Mahmud told a virtual investor conference that: “We are not really bothered much about valuation. What we are worried about is the supply side and the confidence in the system.”

The local currency hits a record low of N532 to the dollar on the parallel market on Monday amid the CBN’s recent actions to channel demand from the unofficial market, where the naira is trading at much lower levels.

Nigeria is battling dollar shortages brought on by low oil prices following disruptions linked to the COVID-19 pandemic.

The central bank has devalued the currency three times since March 2020, but the naira has continued to weaken.

In June, the CBN Governor Godwin Emefiele, said Nigeria’s spot naira rate was overvalued by up to 10 per cent, citing the bank’s real effective exchange rate model.

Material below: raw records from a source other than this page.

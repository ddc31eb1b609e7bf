//! Balance Reconstructor
//!
//! Current balance = latest snapshot balance + signed sum of movements created
//! since that snapshot was taken. Without a snapshot the whole ledger is
//! replayed from zero, which is slower but never wrong.

use chrono::{DateTime, Utc};
use rust_decimal::Decimal;
use uuid::Uuid;

use crate::domain::{AccountBalanceSnapshot, AccountMovement, Balance};
use crate::store::{MovementStore, SnapshotStore, SortOrder, StoreResult};

/// Latest snapshot plus the movements of one account
#[derive(Debug, Clone)]
pub struct LedgerView {
    pub snapshot: Option<AccountBalanceSnapshot>,
    pub movements: Vec<AccountMovement>,
}

impl LedgerView {
    /// Load the latest snapshot and all movements of `account_id`
    pub async fn load<S>(store: &mut S, account_id: Uuid) -> StoreResult<Self>
    where
        S: MovementStore + SnapshotStore + ?Sized,
    {
        let snapshot = store.find_latest_snapshot(account_id).await?;
        let movements = store
            .find_movements_by_account_id(account_id, SortOrder::Asc)
            .await?;

        Ok(Self {
            snapshot,
            movements,
        })
    }

    /// Instant from which movements are not yet folded into the snapshot
    pub fn anchor(&self) -> Option<DateTime<Utc>> {
        self.snapshot.as_ref().map(|s| s.snapshot_timestamp)
    }

    /// Reconstructed balance as of `now`.
    ///
    /// Movements before the anchor are already part of the snapshot balance;
    /// movements after `now` are not yet visible.
    pub fn balance_at(&self, now: DateTime<Utc>) -> Balance {
        let base = self
            .snapshot
            .as_ref()
            .map(|s| s.balance)
            .unwrap_or_default();
        let anchor = self.anchor();

        self.movements
            .iter()
            .filter(|m| anchor.map_or(true, |a| m.created_at() >= a))
            .filter(|m| m.created_at() <= now)
            .fold(base, |balance, m| m.apply_to(balance))
    }

    /// Total of DEBIT movements created in `[start, end)`
    pub fn debit_total_between(&self, start: DateTime<Utc>, end: DateTime<Utc>) -> Decimal {
        self.movements
            .iter()
            .filter(|m| m.is_debit())
            .filter(|m| m.created_at() >= start && m.created_at() < end)
            .map(|m| m.amount().value())
            .sum()
    }
}

/// Reconstruct the balance of `account_id` as of `now`
pub async fn current_balance<S>(
    store: &mut S,
    account_id: Uuid,
    now: DateTime<Utc>,
) -> StoreResult<Balance>
where
    S: MovementStore + SnapshotStore + ?Sized,
{
    let view = LedgerView::load(store, account_id).await?;
    Ok(view.balance_at(now))
}

/// Fold movements from zero, oldest first, returning the balance and the
/// last movement folded
pub fn replay(movements: &[AccountMovement]) -> (Balance, Option<&AccountMovement>) {
    let balance = movements
        .iter()
        .fold(Balance::zero(), |balance, m| m.apply_to(balance));
    let last = movements.iter().max_by_key(|m| m.created_at());
    (balance, last)
}
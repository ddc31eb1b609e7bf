//! Domain module
//!
//! Core ledger types: amounts, movements, snapshots and the account reference.

pub mod account;
pub mod amount;
pub mod clock;
pub mod context;
pub mod movement;
pub mod snapshot;

pub use account::Account;
pub use amount::{Amount, AmountError, Balance};
pub use clock::{Clock, FixedClock, SystemClock};
pub use context::OperationContext;
pub use movement::{AccountMovement, MovementType};
pub use snapshot::AccountBalanceSnapshot;
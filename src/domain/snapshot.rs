//! Account Balance Snapshot
//!
//! Checkpoint of an account's cumulative balance for a calendar month.

use chrono::{DateTime, Utc};
use serde::{Deserialize, Serialize};
use uuid::Uuid;

use super::Balance;

/// Checkpoint balance for one (account, month, year).
///
/// `snapshot_timestamp` is the instant the balance was computed; movements
/// created at or after it are folded on top of `balance` during
/// reconstruction.
#[derive(Debug, Clone, PartialEq, Serialize, Deserialize)]
pub struct AccountBalanceSnapshot {
    pub id: Uuid,
    pub account_id: Uuid,
    pub balance: Balance,
    pub month: u32,
    pub year: i32,
    pub snapshot_timestamp: DateTime<Utc>,
    pub last_transaction_id: Option<Uuid>,
    pub last_transaction_timestamp: DateTime<Utc>,
}

impl AccountBalanceSnapshot {
    /// Build a snapshot for the given period.
    ///
    /// When no movement was folded, `last_transaction_timestamp` falls back to
    /// the snapshot's own timestamp.
    pub fn new(
        account_id: Uuid,
        balance: Balance,
        month: u32,
        year: i32,
        snapshot_timestamp: DateTime<Utc>,
        last_transaction: Option<(Uuid, DateTime<Utc>)>,
    ) -> Self {
        let (last_transaction_id, last_transaction_timestamp) = match last_transaction {
            Some((id, at)) => (Some(id), at),
            None => (None, snapshot_timestamp),
        };

        Self {
            id: Uuid::new_v4(),
            account_id,
            balance,
            month,
            year,
            snapshot_timestamp,
            last_transaction_id,
            last_transaction_timestamp,
        }
    }

    /// Key used to order snapshots chronologically
    pub fn period_key(&self) -> (i32, u32) {
        (self.year, self.month)
    }

    pub fn is_for_period(&self, month: u32, year: i32) -> bool {
        self.month == month && self.year == year
    }
}

#[cfg(test)]
mod tests {
    use super::*;
    use chrono::TimeZone;
    use rust_decimal_macros::dec;

    #[test]
    fn test_snapshot_without_movements_uses_own_timestamp() {
        let taken_at = Utc.with_ymd_and_hms(2026, 3, 1, 0, 5, 0).unwrap();
        let snapshot =
            AccountBalanceSnapshot::new(Uuid::new_v4(), Balance::zero(), 3, 2026, taken_at, None);

        assert!(snapshot.last_transaction_id.is_none());
        assert_eq!(snapshot.last_transaction_timestamp, taken_at);
    }

    #[test]
    fn test_snapshot_period_ordering() {
        let now = Utc::now();
        let december =
            AccountBalanceSnapshot::new(Uuid::new_v4(), Balance::new(dec!(1)), 12, 2025, now, None);
        let january =
            AccountBalanceSnapshot::new(Uuid::new_v4(), Balance::new(dec!(1)), 1, 2026, now, None);

        assert!(january.period_key() > december.period_key());
        assert!(january.is_for_period(1, 2026));
        assert!(!january.is_for_period(1, 2025));
    }
}
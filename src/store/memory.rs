//! In-memory ledger store
//!
//! Process-local implementation of the store contracts. Each unit-of-work
//! reads from a private copy of the ledger taken at `begin` and buffers its
//! writes; `commit` validates and applies them in one step. Used by tests and
//! local tooling, and supports fault injection and artificial read latency to
//! exercise failure and race paths.

use async_trait::async_trait;
use std::collections::HashMap;
use std::sync::{Arc, Mutex, MutexGuard};
use std::time::Duration;
use uuid::Uuid;

use crate::domain::{Account, AccountBalanceSnapshot, AccountMovement};

use super::{
    AccountStore, MovementStore, Page, PageRequest, SnapshotStore, SortOrder, StoreError,
    StoreResult, TransactionManager, UnitOfWork,
};

/// How an injected fault manifests on movement reads
#[derive(Debug, Clone, Copy, PartialEq, Eq)]
pub enum FaultMode {
    /// Return `StoreError::Unavailable`
    Error,
    /// Panic inside the store call
    Panic,
}

#[derive(Debug, Clone, Default)]
struct LedgerState {
    accounts: HashMap<Uuid, Account>,
    movements: Vec<AccountMovement>,
    snapshots: HashMap<Uuid, AccountBalanceSnapshot>,
}

impl LedgerState {
    fn has_period(&self, snapshot: &AccountBalanceSnapshot) -> bool {
        self.snapshots.values().any(|existing| {
            existing.id != snapshot.id
                && existing.account_id == snapshot.account_id
                && existing.is_for_period(snapshot.month, snapshot.year)
        })
    }

    fn apply(&mut self, write: PendingWrite) {
        match write {
            PendingWrite::Movement(movement) => self.movements.push(movement),
            PendingWrite::CreateSnapshot(snapshot) | PendingWrite::SaveSnapshot(snapshot) => {
                self.snapshots.insert(snapshot.id, snapshot);
            }
            PendingWrite::DeleteSnapshot(id) => {
                self.snapshots.remove(&id);
            }
        }
    }

    fn account_movements(&self, account_id: Uuid) -> Vec<AccountMovement> {
        let mut movements: Vec<AccountMovement> = self
            .movements
            .iter()
            .filter(|m| m.account_id() == account_id)
            .cloned()
            .collect();
        // stable sort keeps insertion order for equal timestamps
        movements.sort_by_key(|m| m.created_at());
        movements
    }
}

#[derive(Debug, Clone)]
enum PendingWrite {
    Movement(AccountMovement),
    CreateSnapshot(AccountBalanceSnapshot),
    SaveSnapshot(AccountBalanceSnapshot),
    DeleteSnapshot(Uuid),
}

#[derive(Debug, Default)]
struct Shared {
    state: Mutex<LedgerState>,
    faults: Mutex<HashMap<Uuid, FaultMode>>,
    read_delay: Mutex<Duration>,
}

fn lock<T>(mutex: &Mutex<T>) -> MutexGuard<'_, T> {
    mutex.lock().unwrap_or_else(|poisoned| poisoned.into_inner())
}

/// Shared in-memory ledger; cloning yields another handle to the same data.
#[derive(Debug, Clone, Default)]
pub struct InMemoryLedger {
    shared: Arc<Shared>,
}

impl InMemoryLedger {
    pub fn new() -> Self {
        Self::default()
    }

    pub fn insert_account(&self, account: Account) {
        lock(&self.shared.state).accounts.insert(account.id, account);
    }

    /// Append a movement directly, bypassing validation (fixtures, imports)
    pub fn seed_movement(&self, movement: AccountMovement) {
        lock(&self.shared.state).movements.push(movement);
    }

    pub fn seed_snapshot(&self, snapshot: AccountBalanceSnapshot) {
        lock(&self.shared.state).snapshots.insert(snapshot.id, snapshot);
    }

    /// Committed movements of an account, oldest first
    pub fn movements(&self, account_id: Uuid) -> Vec<AccountMovement> {
        lock(&self.shared.state).account_movements(account_id)
    }

    pub fn snapshots(&self, account_id: Uuid) -> Vec<AccountBalanceSnapshot> {
        lock(&self.shared.state)
            .snapshots
            .values()
            .filter(|s| s.account_id == account_id)
            .cloned()
            .collect()
    }

    /// Make movement reads for `account_id` fail until cleared
    pub fn inject_fault(&self, account_id: Uuid, mode: FaultMode) {
        lock(&self.shared.faults).insert(account_id, mode);
    }

    pub fn clear_faults(&self) {
        lock(&self.shared.faults).clear();
    }

    /// Delay applied to every movement read, widening race windows
    pub fn set_read_delay(&self, delay: Duration) {
        *lock(&self.shared.read_delay) = delay;
    }
}

#[async_trait]
impl TransactionManager for InMemoryLedger {
    type Work = InMemoryUnitOfWork;

    async fn begin(&self) -> StoreResult<InMemoryUnitOfWork> {
        let view = lock(&self.shared.state).clone();
        Ok(InMemoryUnitOfWork {
            shared: Arc::clone(&self.shared),
            view,
            writes: Vec::new(),
        })
    }
}

/// Unit-of-work over an [`InMemoryLedger`]
#[derive(Debug)]
pub struct InMemoryUnitOfWork {
    shared: Arc<Shared>,
    view: LedgerState,
    writes: Vec<PendingWrite>,
}

impl InMemoryUnitOfWork {
    async fn before_movement_read(&self, account_id: Uuid) -> StoreResult<()> {
        let delay = *lock(&self.shared.read_delay);
        if !delay.is_zero() {
            tokio::time::sleep(delay).await;
        }

        let fault = lock(&self.shared.faults).get(&account_id).copied();
        match fault {
            Some(FaultMode::Error) => Err(StoreError::Unavailable(format!(
                "injected fault reading movements of {}",
                account_id
            ))),
            Some(FaultMode::Panic) => {
                panic!("injected panic reading movements of {}", account_id)
            }
            None => Ok(()),
        }
    }

    fn stage(&mut self, write: PendingWrite) {
        self.view.apply(write.clone());
        self.writes.push(write);
    }
}

#[async_trait]
impl AccountStore for InMemoryUnitOfWork {
    async fn find_account(&mut self, account_id: Uuid) -> StoreResult<Option<Account>> {
        Ok(self.view.accounts.get(&account_id).cloned())
    }

    async fn find_active_accounts(&mut self) -> StoreResult<Vec<Account>> {
        let mut accounts: Vec<Account> = self
            .view
            .accounts
            .values()
            .filter(|a| a.is_active)
            .cloned()
            .collect();
        accounts.sort_by_key(|a| a.created_at);
        Ok(accounts)
    }
}

#[async_trait]
impl MovementStore for InMemoryUnitOfWork {
    async fn create_movement(&mut self, movement: &AccountMovement) -> StoreResult<()> {
        if self.view.movements.iter().any(|m| m.id() == movement.id()) {
            return Err(StoreError::Conflict(format!(
                "movement {} already exists",
                movement.id()
            )));
        }
        self.stage(PendingWrite::Movement(movement.clone()));
        Ok(())
    }

    async fn find_movement_by_id(&mut self, id: Uuid) -> StoreResult<Option<AccountMovement>> {
        Ok(self.view.movements.iter().find(|m| m.id() == id).cloned())
    }

    async fn find_movements(
        &mut self,
        account_id: Uuid,
        page: &PageRequest,
    ) -> StoreResult<Page<AccountMovement>> {
        self.before_movement_read(account_id).await?;

        let mut movements = self.view.account_movements(account_id);
        movements.reverse();
        let total = movements.len() as u64;
        let items = movements
            .into_iter()
            .skip(page.offset() as usize)
            .take(page.limit() as usize)
            .collect();

        Ok(Page::new(items, page, total))
    }

    async fn find_movements_by_account_id(
        &mut self,
        account_id: Uuid,
        order: SortOrder,
    ) -> StoreResult<Vec<AccountMovement>> {
        self.before_movement_read(account_id).await?;

        let mut movements = self.view.account_movements(account_id);
        if order == SortOrder::Desc {
            movements.reverse();
        }
        Ok(movements)
    }
}

#[async_trait]
impl SnapshotStore for InMemoryUnitOfWork {
    async fn create_snapshot(&mut self, snapshot: &AccountBalanceSnapshot) -> StoreResult<()> {
        if self.view.snapshots.contains_key(&snapshot.id) || self.view.has_period(snapshot) {
            return Err(StoreError::Conflict(format!(
                "snapshot for account {} {}/{} already exists",
                snapshot.account_id, snapshot.month, snapshot.year
            )));
        }
        self.stage(PendingWrite::CreateSnapshot(snapshot.clone()));
        Ok(())
    }

    async fn find_snapshot_by_period(
        &mut self,
        account_id: Uuid,
        month: u32,
        year: i32,
    ) -> StoreResult<Option<AccountBalanceSnapshot>> {
        Ok(self
            .view
            .snapshots
            .values()
            .find(|s| s.account_id == account_id && s.is_for_period(month, year))
            .cloned())
    }

    async fn find_latest_snapshot(
        &mut self,
        account_id: Uuid,
    ) -> StoreResult<Option<AccountBalanceSnapshot>> {
        Ok(self
            .view
            .snapshots
            .values()
            .filter(|s| s.account_id == account_id)
            .max_by_key(|s| s.period_key())
            .cloned())
    }

    async fn save_snapshot(&mut self, snapshot: &AccountBalanceSnapshot) -> StoreResult<()> {
        if self.view.has_period(snapshot) {
            return Err(StoreError::Conflict(format!(
                "snapshot for account {} {}/{} already exists",
                snapshot.account_id, snapshot.month, snapshot.year
            )));
        }
        self.stage(PendingWrite::SaveSnapshot(snapshot.clone()));
        Ok(())
    }

    async fn delete_snapshot(&mut self, id: Uuid) -> StoreResult<bool> {
        if !self.view.snapshots.contains_key(&id) {
            return Ok(false);
        }
        self.stage(PendingWrite::DeleteSnapshot(id));
        Ok(true)
    }
}

#[async_trait]
impl UnitOfWork for InMemoryUnitOfWork {
    async fn commit(self) -> StoreResult<()> {
        let mut state = lock(&self.shared.state);

        // Re-check uniqueness against writes committed since `begin`
        for write in &self.writes {
            if let PendingWrite::CreateSnapshot(snapshot) = write {
                if state.snapshots.contains_key(&snapshot.id) || state.has_period(snapshot) {
                    return Err(StoreError::Conflict(format!(
                        "snapshot for account {} {}/{} already exists",
                        snapshot.account_id, snapshot.month, snapshot.year
                    )));
                }
            }
        }

        for write in self.writes {
            state.apply(write);
        }
        Ok(())
    }

    async fn rollback(self) -> StoreResult<()> {
        Ok(())
    }
}
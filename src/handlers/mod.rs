//! Command Handlers module
//!
//! Orchestrates the ledger operations: movement creation under the account
//! lock, and tenant-checked queries.

mod commands;
mod movement_handler;
mod query_handler;

#[cfg(test)]
mod tests;

pub use commands::*;
pub use movement_handler::CreateMovementHandler;
pub use query_handler::{AccountBalance, LedgerQueries};
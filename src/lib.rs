//! Account Ledger Library
//!
//! Per-account movement ledger with snapshot-based balance reconstruction,
//! time-dependent withdrawal limits and per-account locking.

pub mod api;
pub mod balance;
pub mod config;
pub mod db;
pub mod domain;
pub mod handlers;
pub mod jobs;
pub mod lock;
pub mod policy;
pub mod store;

mod error;

pub use config::Config;
pub use domain::{Amount, AmountError, Balance, OperationContext};
pub use error::{ErrorResponse, LedgerError, LedgerResult};
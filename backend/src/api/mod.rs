//! HTTP API module.
//!
//! This module provides the HTTP server and the JSON payloads it exchanges
//! with the form front end.

pub mod server;
pub mod types;

pub use server::{router, start_server, AppState};
pub use types::*;
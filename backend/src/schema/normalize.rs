//! Header key normalization.
//!
//! Turns any header or alias spelling into a canonical key: trimmed,
//! lowercased, accents stripped, and every run of characters outside
//! `[a-z0-9]` collapsed into one underscore.
//!
//! ```rust,ignore
//! use peitrack::schema::normalize;
//!
//! assert_eq!(normalize("Fecha de I.T "), "fecha_de_i_t");
//! assert_eq!(normalize("Año"), "ano");
//! ```

use serde::{Deserialize, Deserializer, Serialize};
use std::borrow::Borrow;
use std::fmt;
use unicode_normalization::char::is_combining_mark;
use unicode_normalization::UnicodeNormalization;

/// Normalize a header string. Total over every input; empty in, empty out.
pub fn normalize(raw: &str) -> String {
    let lowered = raw.trim().to_lowercase();
    let mut key = String::with_capacity(lowered.len());
    let mut pending_separator = false;

    for c in lowered.nfd().filter(|c| !is_combining_mark(*c)) {
        if c.is_ascii_lowercase() || c.is_ascii_digit() {
            if pending_separator && !key.is_empty() {
                key.push('_');
            }
            pending_separator = false;
            key.push(c);
        } else {
            pending_separator = true;
        }
    }

    key
}

/// A header reduced to its canonical form.
///
/// Only `[a-z0-9]` separated by single underscores, no leading or
/// trailing underscore. Deserializing normalizes, so schema documents may
/// spell keys the way the spreadsheet does.
#[derive(Debug, Clone, PartialEq, Eq, Hash, PartialOrd, Ord, Serialize)]
#[serde(transparent)]
pub struct NormalizedKey(String);

impl NormalizedKey {
    pub fn new(raw: &str) -> Self {
        Self(normalize(raw))
    }

    pub fn as_str(&self) -> &str {
        &self.0
    }

    pub fn is_empty(&self) -> bool {
        self.0.is_empty()
    }
}

impl fmt::Display for NormalizedKey {
    fn fmt(&self, f: &mut fmt::Formatter<'_>) -> fmt::Result {
        f.write_str(&self.0)
    }
}

impl AsRef<str> for NormalizedKey {
    fn as_ref(&self) -> &str {
        &self.0
    }
}

impl Borrow<str> for NormalizedKey {
    fn borrow(&self) -> &str {
        &self.0
    }
}

impl From<&str> for NormalizedKey {
    fn from(raw: &str) -> Self {
        Self::new(raw)
    }
}

impl<'de> Deserialize<'de> for NormalizedKey {
    fn deserialize<D: Deserializer<'de>>(deserializer: D) -> Result<Self, D::Error> {
        let raw = String::deserialize(deserializer)?;
        Ok(Self::new(&raw))
    }
}
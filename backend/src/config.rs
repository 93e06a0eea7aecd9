//! Settings from the environment (and `.env`, when present).
//!
//! | Variable                    | Default            |
//! |-----------------------------|--------------------|
//! | `SHAREPOINT_SITE_HOSTNAME`  | required for Graph |
//! | `SHAREPOINT_SITE_PATH`      | required for Graph |
//! | `SHAREPOINT_FILE_PATH`      | required for Graph |
//! | `GRAPH_ACCESS_TOKEN`        | required for Graph |
//! | `GRAPH_TIMEOUT_SECS`        | `60`               |
//! | `SHAREPOINT_TABLE_UNITS`    | `table_name`       |
//! | `SHAREPOINT_TABLE_HISTORY`  | `table_name_hist`  |
//! | `PEITRACK_SCHEMA`           | built-in aliases   |
//! | `PEITRACK_UPDATED_BY`       | `peitrack`         |

use std::env;
use std::path::PathBuf;
use std::time::Duration;

use crate::error::{ConfigError, ConfigResult};

const DEFAULT_UNITS_TABLE: &str = "table_name";
const DEFAULT_HISTORY_TABLE: &str = "table_name_hist";
const DEFAULT_UPDATED_BY: &str = "peitrack";
const DEFAULT_TIMEOUT_SECS: u64 = 60;

/// Names of the two tables in the workbook.
#[derive(Debug, Clone, PartialEq, Eq)]
pub struct TableNames {
    /// Executing units directory.
    pub units: String,
    /// Technical-report history, the table records are written to.
    pub history: String,
}

impl Default for TableNames {
    fn default() -> Self {
        Self {
            units: DEFAULT_UNITS_TABLE.to_string(),
            history: DEFAULT_HISTORY_TABLE.to_string(),
        }
    }
}

/// Location of the workbook and the token to reach it.
#[derive(Debug, Clone)]
pub struct GraphSettings {
    pub site_hostname: String,
    pub site_path: String,
    pub file_path: String,
    pub access_token: String,
    pub timeout: Duration,
}

#[derive(Debug, Clone)]
pub struct Settings {
    pub tables: TableNames,
    pub schema_path: Option<PathBuf>,
    pub updated_by: String,
    pub timeout: Duration,
    site_hostname: Option<String>,
    site_path: Option<String>,
    file_path: Option<String>,
    access_token: Option<String>,
}

impl Settings {
    /// Load `.env` if there is one, then read the process environment.
    pub fn from_env() -> ConfigResult<Self> {
        let _ = dotenvy::dotenv();
        Self::from_lookup(|name| env::var(name).ok())
    }

    /// Build settings from any variable source.
    pub fn from_lookup(lookup: impl Fn(&str) -> Option<String>) -> ConfigResult<Self> {
        let get = |name: &str| lookup(name).map(|v| v.trim().to_string()).filter(|v| !v.is_empty());

        let timeout = match get("GRAPH_TIMEOUT_SECS") {
            Some(raw) => {
                let secs: u64 = raw.parse().map_err(|_| ConfigError::InvalidVar {
                    name: "GRAPH_TIMEOUT_SECS".to_string(),
                    message: format!("expected a whole number of seconds, got '{raw}'"),
                })?;
                if secs == 0 {
                    return Err(ConfigError::InvalidVar {
                        name: "GRAPH_TIMEOUT_SECS".to_string(),
                        message: "must be greater than zero".to_string(),
                    });
                }
                Duration::from_secs(secs)
            }
            None => Duration::from_secs(DEFAULT_TIMEOUT_SECS),
        };

        let site_path = get("SHAREPOINT_SITE_PATH").map(|p| leading_slash(&p));
        let file_path = get("SHAREPOINT_FILE_PATH").map(|p| leading_slash(&p));

        Ok(Self {
            tables: TableNames {
                units: get("SHAREPOINT_TABLE_UNITS").unwrap_or_else(|| DEFAULT_UNITS_TABLE.to_string()),
                history: get("SHAREPOINT_TABLE_HISTORY").unwrap_or_else(|| DEFAULT_HISTORY_TABLE.to_string()),
            },
            schema_path: get("PEITRACK_SCHEMA").map(PathBuf::from),
            updated_by: get("PEITRACK_UPDATED_BY").unwrap_or_else(|| DEFAULT_UPDATED_BY.to_string()),
            timeout,
            site_hostname: get("SHAREPOINT_SITE_HOSTNAME"),
            site_path,
            file_path,
            access_token: get("GRAPH_ACCESS_TOKEN"),
        })
    }

    /// Graph settings; fails on the first required variable that is unset.
    pub fn graph(&self) -> ConfigResult<GraphSettings> {
        fn required(value: &Option<String>, name: &str) -> ConfigResult<String> {
            value.clone().ok_or_else(|| ConfigError::MissingVar(name.to_string()))
        }

        Ok(GraphSettings {
            site_hostname: required(&self.site_hostname, "SHAREPOINT_SITE_HOSTNAME")?,
            site_path: required(&self.site_path, "SHAREPOINT_SITE_PATH")?,
            file_path: required(&self.file_path, "SHAREPOINT_FILE_PATH")?,
            access_token: required(&self.access_token, "GRAPH_ACCESS_TOKEN")?,
            timeout: self.timeout,
        })
    }
}

fn leading_slash(path: &str) -> String {
    if path.starts_with('/') {
        path.to_string()
    } else {
        format!("/{path}")
    }
}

Reuters quoted Mahmud to have said that the level of the naira is expected to adjust based on demand but that market failures had made the bank adopt a managed float regime.

Nigeria has several exchange rates operating in parallel, a system put in place during a 2016 oil price crash because the government was seeking to avoid a large official devaluation of the naira as a matter of national pride.

Mahmud said the spot rate is the reference rate and that he expected a convergence of Nigeria’s several exchange rates, a gap, which has frustrated investors.

At the close of business yesterday, the naira traded at N411 against the dollar on the official spot market, in the range of N407 to N412 where it has been since June.